Tahapan kehidupan seseorang seperti halnya lajang dan menikah serta lanjut sekolah atau kuliah harus menjadi pertimbangan sebelum berganti profesi. Komunikasi dan kompromi menjadi kata kunci sehingga profesi baru bisa dijalani sepenuh hati.
Bertambahkan jejaring pertemanan kita dengan profesi baru nantinya?
Pertemanan di sini tidak sebatas profesional, namun juga personal. Baik rekan profesional maupun teman personal membuat adaptasi pada profesi baru lebih menyenangkan. Kita bisa saling berbagi tentang pengalaman dan ilmu masing-masing.
Penambahan jejaring profesional dan sosial dalam profesi baru tentu saja lebih dari sekedar kuantitas. Tak tertutup kemungkinan, secara jumlah tidak bertambah secara signifikan. Tetapi, jejaring semakin bermutu karena kita dikelilingi para pakar.
Ini terutama akan sangat terasa pada profesi yang menuntut keahlian khusus maupun masih jarang pelakunya. Sebut saja, profesi seperti perencana keuangan (financial planner) dan fotografer untuk para ibu hamil (maternity photographer).

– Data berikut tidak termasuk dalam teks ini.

/// Pairing-probability reshaping
///
/// Input lines look like `gene_name<TAB>p1 p2 p3 ...`, one line per gene, with
/// one probability per codon. Values are assumed to be listed in increasing
/// codon order without gaps, so the codon index is derived from the position
/// of each value on its line.
use anyhow::{bail, Context, Result};
use std::io::BufRead;
use std::path::Path;

use crate::io::open_input;

/// Codon index assigned to the first probability of each gene
pub const FIRST_CODON_IDX: i64 = -8;

/// Codon index increment between consecutive probabilities
pub const CODON_IDX_STEP: i64 = 1;

/// Pairing probability of one codon
#[derive(Debug, Clone, PartialEq)]
pub struct PairProbRecord {
    pub gene_name: String,
    pub codon_idx: i64,
    pub pair_prob: f64,
}

/// Expand one input line into per-codon records
///
/// Only the second tab-separated field holds probabilities; later fields are
/// ignored. Empty tokens (repeated, leading or trailing whitespace) are
/// skipped, as are blank lines. A non-blank line without a tab is rejected.
pub fn reshape_line(line: &str, first_idx: i64) -> Result<Vec<PairProbRecord>> {
    if line.trim().is_empty() {
        return Ok(Vec::new());
    }

    let mut fields = line.split('\t');
    let gene_name = fields.next().unwrap_or_default();
    let Some(probs) = fields.next() else {
        bail!("Expected <gene>\\t<probabilities>, found no tab");
    };

    probs
        .split_ascii_whitespace()
        .enumerate()
        .map(|(i, token)| {
            let pair_prob: f64 = token
                .parse()
                .with_context(|| format!("Invalid probability '{token}' for {gene_name}"))?;
            Ok(PairProbRecord {
                gene_name: gene_name.to_string(),
                codon_idx: codon_idx_at(first_idx, i)?,
                pair_prob,
            })
        })
        .collect()
}

/// Codon index of the `i`-th value on a line
fn codon_idx_at(first_idx: i64, i: usize) -> Result<i64> {
    i64::try_from(i)
        .ok()
        .and_then(|i| i.checked_mul(CODON_IDX_STEP))
        .and_then(|offset| first_idx.checked_add(offset))
        .with_context(|| {
            format!("Codon index overflows starting from {first_idx} at value {}", i + 1)
        })
}

/// Read a pairing-probability file into one record per codon, in file order
pub fn load_pair_probs<P: AsRef<Path>>(path: P, first_idx: i64) -> Result<Vec<PairProbRecord>> {
    let path = path.as_ref();
    let input = open_input(path)?;

    let mut records = Vec::new();
    for (line_no, line) in input.lines().enumerate() {
        let line = line.with_context(|| format!("Cannot read {}", path.display()))?;
        let reshaped = reshape_line(&line, first_idx)
            .with_context(|| format!("{}:{}", path.display(), line_no + 1))?;
        records.extend(reshaped);
    }

    Ok(records)
}
use std::collections::BTreeMap;
use std::time::Duration;

#[derive(Debug, Clone)]
pub struct Config {
    pub build_mode: String,
    pub tick_interval: Duration,
    pub watched_namespace: String,
    pub scrape_timeout: Duration,
    pub disk_device: String,
    pub strict_scrape: bool,
    pub prune_missing_pods: bool,
    pub dump_pods: bool,
    pub dump_nodes: bool,
}

impl Config {
    pub fn is_production(&self) -> bool {
        self.build_mode == "production"
    }
}

impl Default for Config {
    fn default() -> Self {
        Self {
            build_mode: "debug".to_string(),
            tick_interval: Duration::from_secs(5),
            watched_namespace: String::new(),
            scrape_timeout: Duration::from_secs(10),
            disk_device: "vda".to_string(),
            strict_scrape: false,
            prune_missing_pods: true,
            dump_pods: false,
            dump_nodes: false,
        }
    }
}

/// Declared quantities of one resource block (requests or limits), as written in the pod spec.
#[derive(Debug, Default, Clone, PartialEq)]
pub struct ResourceQuantities {
    pub cpu: Option<String>,
    pub memory: Option<String>,
}

#[derive(Debug, Default, Clone, PartialEq)]
pub struct ContainerSpec {
    pub name: String,
    pub requests: ResourceQuantities,
    pub limits: ResourceQuantities,
}

/// Identity of a listed pod.
#[derive(Debug, Clone, PartialEq)]
pub struct PodInfo {
    pub name: String,
    pub namespace: String,
    pub node_name: Option<String>,
    pub phase: String,
    pub running: bool,
    pub containers: Vec<ContainerSpec>,
}

impl PodInfo {
    pub fn primary_container(&self) -> Option<&ContainerSpec> {
        self.containers.first()
    }
}

/// Cumulative CPU time from cgroup cpuacct.
#[derive(Debug, Default, Clone, Copy, PartialEq, Eq)]
pub struct CpuMetric {
    pub cputime_nanos: i64,
}

/// cgroup memory.stat counters, in bytes.
#[derive(Debug, Default, Clone, Copy, PartialEq, Eq)]
pub struct MemoryMetric {
    pub rss: i64,
    pub cache: i64,
    pub swap: i64,
}

/// IpExt InOctets/OutOctets.
#[derive(Debug, Default, Clone, Copy, PartialEq, Eq)]
pub struct NetworkMetric {
    pub in_bytes: i64,
    pub out_bytes: i64,
}

#[derive(Debug, Default, Clone, Copy, PartialEq, Eq)]
pub struct DiskMetric {
    pub read_bytes: i64,
    pub written_bytes: i64,
}

/// cgroup counters of one container.
#[derive(Debug, Default, Clone, Copy, PartialEq, Eq)]
pub struct ContainerCounters {
    pub cpu: CpuMetric,
    pub mem: MemoryMetric,
}

/// Counters scraped from one pod.
///
/// cpuacct and memory cgroups are per container, so those are kept per container name.
/// Network and disk counters are read once through the primary container: every
/// container of a pod shares its network namespace and sees the same block devices.
#[derive(Debug, Default, Clone, PartialEq, Eq)]
pub struct ScrapedMetrics {
    pub containers: BTreeMap<String, ContainerCounters>,
    pub net: NetworkMetric,
    pub disk: DiskMetric,
}

impl ScrapedMetrics {
    /// Zeroes for a container that has not been scraped yet.
    pub fn container(&self, name: &str) -> ContainerCounters {
        self.containers.get(name).copied().unwrap_or_default()
    }
}
use k8s_openapi::api::core::v1::{Container, Pod, PodSpec, PodStatus, ResourceRequirements};
use k8s_openapi::apimachinery::pkg::api::resource::Quantity;
use k8s_openapi::apimachinery::pkg::apis::meta::v1::ObjectMeta;
use std::collections::{BTreeMap, HashMap};

use pod_usage_collector::{
    bytes_to_mib, load_config_with_env, parse_cpu_to_millicores, parse_diskstats,
    parse_memory_stat, parse_netstat, Config, ContainerMetrics, Metric, MockCluster,
    MockEnvironment, PodMetricsItem, ResourceManager, CPU_USAGE_PATH, DISKSTATS_PATH,
    MEMORY_STAT_PATH, NETSTAT_PATH,
};

fn running_pod(name: &str, container: &str, cpu_request: &str, cpu_limit: &str) -> Pod {
    let mut requests = BTreeMap::new();
    requests.insert("cpu".to_string(), Quantity(cpu_request.to_string()));
    let mut limits = BTreeMap::new();
    limits.insert("cpu".to_string(), Quantity(cpu_limit.to_string()));

    Pod {
        metadata: ObjectMeta {
            name: Some(name.to_string()),
            namespace: Some("default".to_string()),
            ..Default::default()
        },
        spec: Some(PodSpec {
            containers: vec![Container {
                name: container.to_string(),
                resources: Some(ResourceRequirements {
                    requests: Some(requests),
                    limits: Some(limits),
                    ..Default::default()
                }),
                ..Default::default()
            }],
            ..Default::default()
        }),
        status: Some(PodStatus {
            phase: Some("Running".to_string()),
            ..Default::default()
        }),
    }
}

fn usage_snapshot(container: &str, cpu: &str, memory: &str) -> PodMetricsItem {
    PodMetricsItem {
        metadata: serde_json::json!({"name": "p1"}),
        containers: vec![ContainerMetrics {
            name: container.to_string(),
            usage: HashMap::from([
                ("cpu".to_string(), cpu.to_string()),
                ("memory".to_string(), memory.to_string()),
            ]),
        }],
    }
}

#[tokio::test]
async fn test_merge_pass_reproduces_unit_caveat() {
    let cluster = MockCluster::new()
        .with_pod(running_pod("p1", "c1", "100m", "200m"))
        .with_pod_metrics("default", "p1", usage_snapshot("c1", "50m", "104857600"));

    let mut mgr = ResourceManager::start(cluster, Config::default());
    mgr.tick().await.unwrap();

    assert_eq!(mgr.cpu_request("p1", "c1"), 100);
    assert_eq!(mgr.cpu_limit("p1", "c1"), 200);
    assert_eq!(mgr.cpu_usage("p1", "c1"), 50);
    assert_eq!(mgr.mem_usage("p1", "c1"), 0);
    assert_eq!(mgr.metric("p1", "c1", "cpu_limit".parse::<Metric>().unwrap()), 200);
}

#[tokio::test]
async fn test_full_tick_with_scraped_counters() {
    let cluster = MockCluster::new()
        .with_pod(running_pod("p1", "c1", "250m", "1"))
        .with_pod_metrics("default", "p1", usage_snapshot("c1", "1500000n", "3Gi"))
        .with_file("p1", CPU_USAGE_PATH, "5000000000\n")
        .with_file("p1", MEMORY_STAT_PATH, "total_rss 4096\ntotal_cache 8192\ntotal_swap 16\n")
        .with_file("p1", NETSTAT_PATH, "IpExt: InOctets OutOctets\nIpExt: 100 200\n")
        .with_file("p1", DISKSTATS_PATH, " 252 0 vda 1 0 8 0 2 0 16 0 0 0 0\n");

    let mut mgr = ResourceManager::start(cluster, Config::default());
    let report = mgr.tick().await.unwrap();

    assert!(!report.has_failures());
    assert_eq!(mgr.cpu_usage("p1", "c1"), 2); // 1.5 millicores rounds up
    assert_eq!(mgr.mem_usage("p1", "c1"), 3); // 3221225472 / 1e9
    assert_eq!(mgr.cpu_limit("p1", "c1"), 1000);

    let scraped = mgr.scraped("p1").unwrap();
    assert_eq!(scraped.container("c1").cpu.cputime_nanos, 5_000_000_000);
    assert_eq!(scraped.container("c1").mem.cache, 8192);
    assert_eq!(scraped.net.out_bytes, 200);
    assert_eq!(scraped.disk.read_bytes, 8 * 512);
    assert_eq!(scraped.disk.written_bytes, 16 * 512);
}

#[test]
fn test_parsers_from_public_api() {
    let mem = parse_memory_stat("total_rss 1000\ntotal_cache 2000\ntotal_swap 0\nunrelated_key 99").unwrap();
    assert_eq!((mem.rss, mem.cache, mem.swap), (1000, 2000, 0));

    let net = parse_netstat("Ip: Forwarding\nIp: 1\nIpExt: InOctets OutOctets\nIpExt: 12345 6789").unwrap();
    assert_eq!((net.in_bytes, net.out_bytes), (12345, 6789));

    let disk = parse_diskstats("8 0 sda 1 1 1 1 1 1 1\n8 0 vda 100 200 4096 300 400 500 300", "vda").unwrap();
    assert_eq!((disk.read_bytes, disk.written_bytes), (4096 * 512, 300 * 512));
}

#[test]
fn test_unit_conversions() {
    assert_eq!(parse_cpu_to_millicores("100m"), Some(100));
    assert_eq!(parse_cpu_to_millicores("0.25"), Some(250));
    for bytes in [0_i64, 1, 999_999_999, 1_000_000_000, 5_500_000_000] {
        assert_eq!(bytes_to_mib(bytes), bytes / 1_000_000_000);
    }
}

#[test]
fn test_config_environment_isolation() {
    let config = load_config_with_env(&MockEnvironment::new()).unwrap();
    assert_eq!(config.watched_namespace, "");
    assert_eq!(config.disk_device, "vda");

    let env = MockEnvironment::new()
        .with_var("WATCHED_NAMESPACE", "workloads")
        .with_var("TICK_INTERVAL_SECONDS", "-1");
    assert!(load_config_with_env(&env).is_err());
}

Profesi baru berarti (harus) keluar dari zona nyaman. Contohnya Achmad Hamami, kolonel termuda AU yang kemudian berbisnis. Sempat menjadi guru les matematika, pendiri PT Trakindo Utama itu kini termasuk orang terkaya di Indonesia.
Mantan Dirut KAI yang kini menjadi Menteri ESDM, Ignasius Jonan juga harus belajar dari nol saat memimpin PT KAI. Sekalipun awalnya awam tentang perkeretaapian, kualitas KAI semakin membaik di bawah komandonya selama 6 tahun.
Sebelum berganti profesi, ada baiknya seseorang sudah mengetahui segala macam resiko yang akan dihadapinya kelak sehingga tak mudah panik. Sikap optimis sekaligus realistis patut dimiliki seseorang yang telah mantap berganti profesi, setuju?
Sabarkah kita untuk menerima kenyataan yang tak sesuai harapan?
Kesabaran ini mutlak diperlukan agar seseorang yang berganti profesi tak lantas dicap sebagai kutu loncat. Wajar ketika seseorang mendambakan kehidupan dan penghasilan yang lebih baik dengan berganti profesi. Tapi, hidup (bukanlah) jalan lurus.
Tak heran, banyak orang yang menjalani profesi ganda sebelum akhirnya mantap memilih satu profesi saja. Adiwarman Karim, akademisi dan praktisi ekonomi syariah, sempat menjadi petinggi di bank swasta syariah sebelum menjadi konsultan.
Di awal karirnya sebagai konsultan, Adiwarman kesulitan untuk memperoleh klien. Sedangkan, ada sejumlah staf konsultan yang harus digajinya. Alhamdhulillah, kini lembaga konsultan miliknya -- berdiri sejak 2001 -- telah dipercaya klien terkemuka.
Siapkah kita menghadapi komentar (pedas) dari lingkungan sekitar?
Bisa dibilang, pola pikir (mindset) mayoritas orangtua di Indonesia adalah sang buah hati tercinta memiliki pekerjaan dengan penghasilan tetap per bulan. Padahal kan, anak zaman now lebih memilih "tetap berpenghasilan (besar) setiap bulannya" hehehe...
Wajarlah ketika sejumlah profesi baru di bidang ekonomi kreatif dan digital (blogger, vlogger, Youtuber, Selebgram) dianggap belum menjanjikan kemapanan masa depan. Untuk profesi kedua, tak mengapa. Tapi, jadi profesi utama? Eiit, nanti dulu!